Tenasüh Düşüncesi ve İslamiyet

Gulat-ı Şia ve Hurûfîler istisna edilecek olursa, tenasüh yalanından en az müteessir olanlar Müslümanlardır; zira eğer tenasüh akidesi ebediyet arzusuyla yanıp tutuşan insanoğlunun bu arzusuna bir cevap ve yok olup gitme endişesine karşı da bir çare olarak, hikmet, adalet, ceza ve mükafat mülahazalarıyla ortaya atılmış bir felsefe ise -ki pek çok kimse bunun böyle olduğuna inanmaktadır- İslam, ebed için yaratılan ve ebede namzet olan insanoğluna, muvakkat bir ayrılığı müteakip, umumî bir "Ba'su ba'de'l-mevt"le ebediyet vadetmekte ve onun yok olmakla alakalı bütün endişelerini gidermektedir.
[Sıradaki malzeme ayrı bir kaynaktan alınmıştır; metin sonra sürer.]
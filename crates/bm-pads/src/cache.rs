//! Memoised graph for the active map.

use tracing::{debug, info};

use crate::{Adjacency, NavGraph, NavGraphBuilder, pads_for_map};

/// Holds the graph of the most recently requested map.
///
/// Asking for the same map id again returns the cached graph; a different
/// id rebuilds from the static pad table and replaces the cache wholesale.
/// Each session owns its own cache, so independent sessions never see each
/// other's graphs.
#[derive(Default)]
pub struct GraphCache {
    map_id:    Option<String>,
    graph:     NavGraph,
    adjacency: Adjacency,
    builds:    u64,
}

impl GraphCache {
    pub fn new() -> Self {
        Self::default()
    }

    /// Cache that builds graphs with a non-default adjacency policy.
    pub fn with_adjacency(adjacency: Adjacency) -> Self {
        Self { adjacency, ..Self::default() }
    }

    /// Return the graph for `map_id`, rebuilding only on a map change.
    ///
    /// Unknown map ids produce an empty graph, not an error.
    pub fn graph_for(&mut self, map_id: &str) -> &NavGraph {
        if self.map_id.as_deref() == Some(map_id) {
            debug!(map_id, "nav graph cache hit");
            return &self.graph;
        }

        let pads = pads_for_map(map_id);
        let mut b = NavGraphBuilder::with_capacity(pads.len()).adjacency(self.adjacency);
        for pad in pads {
            b.add_node(pad.position, pad.kind);
        }
        self.graph = b.build();
        self.map_id = Some(map_id.to_owned());
        self.builds += 1;
        info!(map_id, pads = self.graph.node_count(), "loaded boost pads for map");
        &self.graph
    }

    /// The cached `(map_id, graph)` pair, if any map has been requested.
    pub fn current(&self) -> Option<(&str, &NavGraph)> {
        self.map_id.as_deref().map(|id| (id, &self.graph))
    }

    /// Drop the cached graph so the next request rebuilds.
    pub fn invalidate(&mut self) {
        self.map_id = None;
        self.graph = NavGraph::empty();
    }

    /// Number of graph builds performed so far.
    pub fn build_count(&self) -> u64 {
        self.builds
    }
}
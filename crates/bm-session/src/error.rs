use thiserror::Error;

use bm_core::CoreError;
use bm_output::OutputError;

#[derive(Debug, Error)]
pub enum SessionError {
    #[error("session configuration error: {0}")]
    Config(#[from] CoreError),

    #[error("output error: {0}")]
    Output(#[from] OutputError),

    #[error("unknown command {0:?}")]
    UnknownCommand(String),

    #[error("{command} requires <{argument}>")]
    MissingArgument {
        command:  &'static str,
        argument: &'static str,
    },

    #[error("unknown setting {0:?}")]
    UnknownSetting(String),
}

pub type SessionResult<T> = Result<T, SessionError>;
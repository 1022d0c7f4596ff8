//! `bm-profile`: lightweight per-name timing series.
//!
//! ```ignore
//! let mut profiler = Profiler::new();
//! {
//!     let _t = profiler.scope("route");
//!     expensive();
//! } // recorded here
//! for line in profiler.report() { println!("{line}"); }
//! ```
//!
//! Each series keeps the latest [`MAX_SAMPLES`] durations in microseconds.

pub mod profiler;
pub mod timer;

#[cfg(test)]
mod tests;

pub use profiler::{MAX_SAMPLES, Profiler, TimingStats};
pub use timer::ScopedTimer;
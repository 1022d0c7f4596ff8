//! Settings persistence as `key,value` rows.
//!
//! The records come from [`CoachConfig::to_records`]; unknown keys and bad
//! values are the config's concern, not this module's.
//!
//! [`CoachConfig::to_records`]: bm_core::CoachConfig::to_records

use std::path::Path;

use csv::{ReaderBuilder, WriterBuilder};
use tracing::debug;

use crate::{OutputResult, ensure_parent};

pub const SETTINGS_FILE: &str = "settings.csv";

pub fn save_settings(path: &Path, records: &[(String, String)]) -> OutputResult<()> {
    ensure_parent(path)?;
    let mut wtr = WriterBuilder::new().has_headers(false).from_path(path)?;
    for (k, v) in records {
        wtr.write_record([k, v])?;
    }
    wtr.flush()?;
    debug!(path = %path.display(), count = records.len(), "settings saved");
    Ok(())
}

/// Read `key,value` rows.  Rows with fewer than two fields are dropped.
pub fn load_settings(path: &Path) -> OutputResult<Vec<(String, String)>> {
    let mut rdr = ReaderBuilder::new().has_headers(false).flexible(true).from_path(path)?;
    let mut out = Vec::new();
    for record in rdr.records() {
        let record = record?;
        if let (Some(k), Some(v)) = (record.get(0), record.get(1)) {
            out.push((k.trim().to_owned(), v.trim().to_owned()));
        }
    }
    Ok(out)
}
Evet İslam, müntesiplerine, dünyanın binlerce sene mesudane hayatı, içinde bir saat ikamete mukabil gelmeyen bir cennet saadeti, hatta o cennet saadetinin de bin kat üstünde Cenab-ı Hakk'ın cemalini görme ve ebedi hoşnutluğuna erme gibi mutluluklar vadederek onların gözlerini ve gönüllerini doyurmuş ve başka hayalî arayışlara hiç mi hiç ihtiyaç bırakmamıştır.